Having seen hundreds of films in which actors routinely break into song for no reason, the musical is a genre something I could slip right into, only that in La La Land there is always some reason for the music.
La La Land operates in multiple dualities, the real city and the virtual city, the earth and the stars, the famous and those without a face, the past and the present, and more importantly how dreams push reality and how ruthlessly dreams are pushed back by this reality.
Yes and all this is told through the lives of two.
Mia and Seb.
The film keeps religiously hinting at the co-existence of real and dream states, where even a phone ringtone brings you back to drab daily life and the sight of an old movie theatre could push the leads into the clouds.
Not falling into the trap of grandness, Damien Chazelle shows meditative concentration on his leads, shot in the ultimate film maker’s wet dream of a format: cinemascope, when the screen is filled with Emma Stone’s crystal green eyes or Ryan Gosling’s timely nod, even the best of nature’s landscape would concede defeat.
I wouldn’t want to limit La La Land as a love story of two struggling artists in a big city, but it does brilliantly work solely as a love story, beyond the romance, has there been any film that uses the yearning for the past and aspirations to come and yet stay contemporary? Questions are a plenty and these gently push the film along, without being conscious and feeling self important about handing these questions.
La La Land is a film that flushes out all emotions, moments to cry into crumpled hankies are interrupted with moments to beam with happiness at what La La Land throws at us, but not for a moment it looks constructed or organised.
La la land doesn’t want to be brilliant, but it cannot help itself from being so.
Great films aren’t necessarily great because they utilize the finest of techniques or technicians, it is great because of their ability to bring out emotions that other great films too invariably bring out, something like a Casablanca, something like a Sagara Sangamam.

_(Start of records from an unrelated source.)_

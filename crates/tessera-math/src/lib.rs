//! # tessera-math
//!
//! Transformation algebra for real-time 3D rendering.
//!
//! This crate provides the fixed-size linear algebra the renderer is built on:
//!
//! - [`Vector<N>`] with the [`Vec2`], [`Vec3`] and [`Vec4`] aliases
//! - [`Matrix<N>`] with the [`Mat2`], [`Mat3`] and [`Mat4`] aliases
//! - Camera factories ([`Mat4::look_at`], [`Mat4::perspective`], [`Mat4::orthogonal`])
//! - Angle helpers ([`to_rad`], [`to_deg`])
//!
//! # Design
//!
//! Matrices are stored **column-major** and multiply **column vectors**:
//!
//! ```text
//! result = matrix * vector
//! ```
//!
//! All types are `Copy` and every builder consumes `self` and returns the
//! result, so transforms read as chains. A chain composes by
//! right-multiplication: the call written last is applied to points first.
//!
//! Both types are `bytemuck::Pod`, so matrices and vertex slices can be
//! uploaded to the GPU without copying.
//!
//! # Usage
//!
//! ```rust
//! use tessera_math::{to_rad, Mat4, Vec3};
//!
//! let model = Mat4::IDENTITY
//!     .translate(Vec3::new(1.0, 0.0, 0.0))
//!     .rotate(to_rad(90.0), Vec3::Z);
//!
//! let p = model.transform_point(Vec3::new(1.0, 0.0, 0.0));
//! assert!((p - Vec3::new(1.0, 1.0, 0.0)).magnitude() < 1e-6);
//!
//! // Column-major upload buffer
//! let uniform: &[f32] = model.as_slice();
//! assert_eq!(uniform.len(), 16);
//! ```
//!
//! # Dependencies
//!
//! - [`glam`] - Interop and cross-checking against a SIMD math library
//! - [`bytemuck`] - Zero-copy byte views for GPU upload
//! - [`approx`] - Tolerance comparisons for vectors and matrices
//! - [`thiserror`] - Error derive
//! - [`tracing`] - Diagnostics on singular and degenerate inputs
//!
//! # Used By
//!
//! - `tessera-scene` - Matrix stack, scene nodes, camera
//! - `tessera-color` - HSV triplets as [`Vec3`]
//! - `tessera-geom` - Vertex and index buffers

#![warn(missing_docs)]
#![warn(rustdoc::missing_crate_level_docs)]

mod error;
mod mat2;
mod mat3;
mod mat4;
mod matrix;
mod utils;
mod vector;

pub use error::{MathError, MathResult};
pub use mat2::Mat2;
pub use mat3::Mat3;
pub use mat4::Mat4;
pub use matrix::{Matrix, SINGULAR_THRESHOLD};
pub use utils::{to_deg, to_rad, DEG_TO_RAD, RAD_TO_DEG};
pub use vector::{Vec2, Vec3, Vec4, Vector};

Maybe it is a mixture of all that.
A complete film which takes all from Old Hollywood but yet comes out as its own, the flourishes of which will be enjoyed for years.
To all those quick to use the phrase “they dont make them like that any more”,
they just did.
PS : It is only providence that I got to see a film divided into parts namely winter, spring, summer , fall and winter again in a theatre called seasons.